■ Aim of the task ■
Reproduce this listing from its first line through the line with "through the ledger", inclusive, leaving out all that follows.

■ Records for this exercise ■

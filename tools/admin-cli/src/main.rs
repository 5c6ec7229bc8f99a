//! Agent Wallet Admin CLI
//!
//! Operator commands against the ledger:
//! - create-account: open an account under a parent
//! - deposit / withdraw / transfer: move funds through the ledger
//! - credentials: show the Buffalo UID and token of a player
//! - history / report: inspect an account's ledger, optionally by day range
//! - bet-summary: per-member Buffalo bet totals from the audit log

use anyhow::{bail, Context, Result};
use chrono::NaiveDate;
use clap::{Parser, Subcommand};
use colored::*;
use std::path::PathBuf;

use account_service::{
    Account, AccountServiceConfig, Balance, DateRange, NewAccount, StorageBackend, TransactionKind,
    UserType, WalletService,
};
use game_gateway::{BetAuditLog, BetFilter, BetOutcome, GatewayConfig, PgAuditLog};

#[derive(Parser)]
#[command(name = "admin-cli")]
#[command(about = "Admin CLI for the agent wallet platform - accounts, funds and provider credentials")]
#[command(version = "0.1.0")]
struct Cli {
    #[command(subcommand)]
    command: Commands,
}

#[derive(Subcommand)]
enum Commands {
    /// Open an account; the name is generated from --seq when omitted
    CreateAccount {
        /// Account type (owner, senior, master, agent, sub_agent, player, system_wallet);
        /// defaults to the parent's usual child type
        #[arg(short = 't', long)]
        user_type: Option<UserType>,

        /// Login name of the parent account
        #[arg(short, long)]
        parent: Option<String>,

        /// Login name
        #[arg(short, long)]
        name: Option<String>,

        /// Sequence number for a generated name
        #[arg(short, long, default_value = "1")]
        seq: u64,
    },

    /// Credit an account
    Deposit {
        user_name: String,
        /// Amount in units, up to two decimals
        amount: Balance,
        #[arg(short, long)]
        note: Option<String>,
    },

    /// Debit an account
    Withdraw {
        user_name: String,
        /// Amount in units, up to two decimals
        amount: Balance,
        #[arg(short, long)]
        note: Option<String>,
    },

    /// Move funds between a parent and its direct child
    Transfer {
        from: String,
        to: String,
        /// Amount in units, up to two decimals
        amount: Balance,
        #[arg(short, long)]
        note: Option<String>,
    },

    /// Show the Buffalo UID and token for a login name
    Credentials {
        user_name: String,

        /// Gateway TOML configuration with the site identity
        #[arg(short, long)]
        config: Option<PathBuf>,
    },

    /// Show recent ledger entries
    History {
        user_name: String,
        #[arg(short, long)]
        limit: Option<u32>,
        /// First day, YYYY-MM-DD
        #[arg(long)]
        from: Option<NaiveDate>,
        /// Last day, YYYY-MM-DD, inclusive
        #[arg(long)]
        to: Option<NaiveDate>,
    },

    /// Per-kind transaction totals
    Report {
        user_name: String,
        #[arg(long)]
        from: Option<NaiveDate>,
        #[arg(long)]
        to: Option<NaiveDate>,
    },

    /// Per-member Buffalo bet totals from the audit log
    BetSummary {
        /// Only this member
        user_name: Option<String>,
        #[arg(long)]
        from: Option<NaiveDate>,
        #[arg(long)]
        to: Option<NaiveDate>,
        /// Only spins with this outcome (win, lose, draw)
        #[arg(short, long)]
        outcome: Option<BetOutcome>,
    },

    /// List direct children of an account
    Children { user_name: String },
}

fn note_meta(note: Option<String>) -> serde_json::Value {
    match note {
        Some(note) => serde_json::json!({ "source": "admin-cli", "note": note }),
        None => serde_json::json!({ "source": "admin-cli" }),
    }
}

fn print_account(account: &Account) {
    println!(
        "  {} {} (id {}, {}) balance {}",
        "•".cyan(),
        account.user_name.bold(),
        account.id,
        account.user_type,
        account.balance.to_string().yellow()
    );
}

/// Explicit type, or the parent's usual child type; root accounts must name one
fn resolve_user_type(explicit: Option<UserType>, parent: Option<&Account>) -> Result<UserType> {
    match (explicit, parent) {
        (Some(user_type), _) => Ok(user_type),
        (None, Some(parent)) => Ok(parent.user_type.child_type()),
        (None, None) => bail!("--user-type is required for an account without a parent"),
    }
}

fn day_range(from: Option<NaiveDate>, to: Option<NaiveDate>) -> Result<DateRange> {
    if let (Some(from), Some(to)) = (from, to) {
        if from > to {
            bail!("--from {} is after --to {}", from, to);
        }
    }
    Ok(DateRange::days(from, to))
}

async fn connect() -> Result<WalletService> {
    let config = AccountServiceConfig::from_env().context("Invalid ledger configuration")?;
    account_service::connect(&config).await.context("Failed to connect to the ledger")
}

async fn connect_audit() -> Result<PgAuditLog> {
    let config = AccountServiceConfig::from_env().context("Invalid ledger configuration")?;
    if config.backend == StorageBackend::Memory {
        bail!("The bet audit log needs the postgres backend");
    }
    PgAuditLog::connect(&config.database.url, config.database.max_connections)
        .await
        .context("Failed to connect to the audit log")
}

async fn run(command: Commands) -> Result<()> {
    match command {
        Commands::CreateAccount { user_type, parent, name, seq } => {
            let wallet = connect().await?;
            let parent = match parent {
                Some(parent) => Some(wallet.account_by_name(&parent).await?),
                None => None,
            };
            let user_type = resolve_user_type(user_type, parent.as_ref())?;
            let user_name = name.unwrap_or_else(|| user_type.generate_user_name(seq));
            let new = match &parent {
                Some(parent) => NewAccount::child_of(parent, user_name, user_type),
                None => NewAccount::root(user_name, user_type),
            };
            let account = wallet.create_account(new).await?;
            println!("{}", "✅ Account created".green().bold());
            print_account(&account);
        }
        Commands::Deposit { user_name, amount, note } => {
            let wallet = connect().await?;
            let account = wallet.account_by_name(&user_name).await?;
            let receipt = wallet
                .deposit(account.id, amount, TransactionKind::Deposit, note_meta(note))
                .await?;
            println!(
                "{} {} → {} (entry {})",
                "✅ Deposited".green().bold(),
                receipt.balance_before,
                receipt.balance_after.to_string().yellow(),
                receipt.entry.id
            );
        }
        Commands::Withdraw { user_name, amount, note } => {
            let wallet = connect().await?;
            let account = wallet.account_by_name(&user_name).await?;
            let receipt = wallet
                .withdraw(account.id, amount, TransactionKind::Withdraw, note_meta(note))
                .await?;
            println!(
                "{} {} → {} (entry {})",
                "✅ Withdrew".green().bold(),
                receipt.balance_before,
                receipt.balance_after.to_string().yellow(),
                receipt.entry.id
            );
        }
        Commands::Transfer { from, to, amount, note } => {
            let wallet = connect().await?;
            let from = wallet.account_by_name(&from).await?;
            let to = wallet.account_by_name(&to).await?;
            let receipt = wallet.transfer(from.id, to.id, amount, note_meta(note)).await?;
            println!("{} {}", "✅ Transferred".green().bold(), amount.to_string().yellow());
            println!("  {}: {}", from.user_name.bold(), receipt.debit.balance_after);
            println!("  {}: {}", to.user_name.bold(), receipt.credit.balance_after);
        }
        Commands::Credentials { user_name, config } => {
            let config = match config {
                Some(path) => GatewayConfig::load_from_file(&path)?,
                None => GatewayConfig::default(),
            };
            let uid = game_gateway::uid::generate_uid(&config.site.prefix, &config.site.url, &user_name);
            let token = game_gateway::token::generate_token(
                &user_name,
                &config.site.url,
                &config.site.token_label,
            );
            println!("{}", format!("🔑 Buffalo credentials for {}", user_name).cyan().bold());
            println!("  {} {}", "uid:  ".dimmed(), uid);
            println!("  {} {}", "token:".dimmed(), token);
        }
        Commands::History { user_name, limit, from, to } => {
            let range = day_range(from, to)?;
            let wallet = connect().await?;
            let account = wallet.account_by_name(&user_name).await?;
            let entries = wallet.history(account.id, &range, limit).await?;
            println!("{}", format!("📋 Ledger for {}", account.user_name).cyan().bold());
            if entries.is_empty() {
                println!("  {}", "No entries".dimmed());
            }
            for entry in entries {
                let amount = if entry.amount.is_negative() {
                    entry.amount.to_string().red()
                } else {
                    entry.amount.to_string().green()
                };
                println!(
                    "  #{} {} {:<12} {} → {}",
                    entry.id,
                    entry.created_at.format("%Y-%m-%d %H:%M:%S"),
                    entry.kind.to_string(),
                    amount,
                    entry.balance_after
                );
            }
        }
        Commands::Report { user_name, from, to } => {
            let range = day_range(from, to)?;
            let wallet = connect().await?;
            let account = wallet.account_by_name(&user_name).await?;
            let report = wallet.report(account.id, &range).await?;
            println!("{}", format!("📊 Transaction report for {}", account.user_name).cyan().bold());
            for (kind, totals) in &report.by_kind {
                println!("  {:<12} {:>6} entries {:>14}", kind.to_string(), totals.count, totals.total);
            }
            println!("  {:<12} {:>29}", "net".bold(), report.net.to_string().yellow().bold());
        }
        Commands::BetSummary { user_name, from, to, outcome } => {
            let filter = BetFilter { member_account: user_name, range: day_range(from, to)?, outcome };
            let audit = connect_audit().await?;
            let summaries = audit.summary(&filter).await?;
            println!("{}", "🎰 Buffalo bet summary".cyan().bold());
            if summaries.is_empty() {
                println!("  {}", "No bets".dimmed());
            }
            for s in &summaries {
                let net = if s.net.is_negative() {
                    s.net.to_string().red()
                } else {
                    s.net.to_string().green()
                };
                println!(
                    "  {:<16} {:>6} spins  bet {:>12}  win {:>12}  net {:>12}  ({}W/{}L/{}D)",
                    s.member_account.bold(),
                    s.count,
                    s.total_bet,
                    s.total_win,
                    net,
                    s.wins,
                    s.losses,
                    s.draws
                );
            }
        }
        Commands::Children { user_name } => {
            let wallet = connect().await?;
            let account = wallet.account_by_name(&user_name).await?;
            let children = wallet.children(account.id).await?;
            println!(
                "{}",
                format!("🌳 {} ({}) has {} direct children", account.user_name, account.user_type, children.len())
                    .cyan()
                    .bold()
            );
            for child in &children {
                print_account(child);
            }
        }
    }
    Ok(())
}

#[tokio::main]
async fn main() {
    if let Err(e) = dotenv::dotenv() {
        eprintln!("{}", format!("No .env file loaded: {}", e).dimmed());
    }

    let cli = Cli::parse();
    if let Err(e) = run(cli.command).await {
        eprintln!("{} {:#}", "❌".red(), e);
        std::process::exit(1);
    }
}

■ Reply to the exercise ■
filename tools/admin-cli/src/main.rs
repository 5c6ec7229bc8f99a
//! Agent Wallet Admin CLI
//!
//! Operator commands against the ledger:
//! - create-account: open an account under a parent
//! - deposit / withdraw / transfer: move funds through the ledger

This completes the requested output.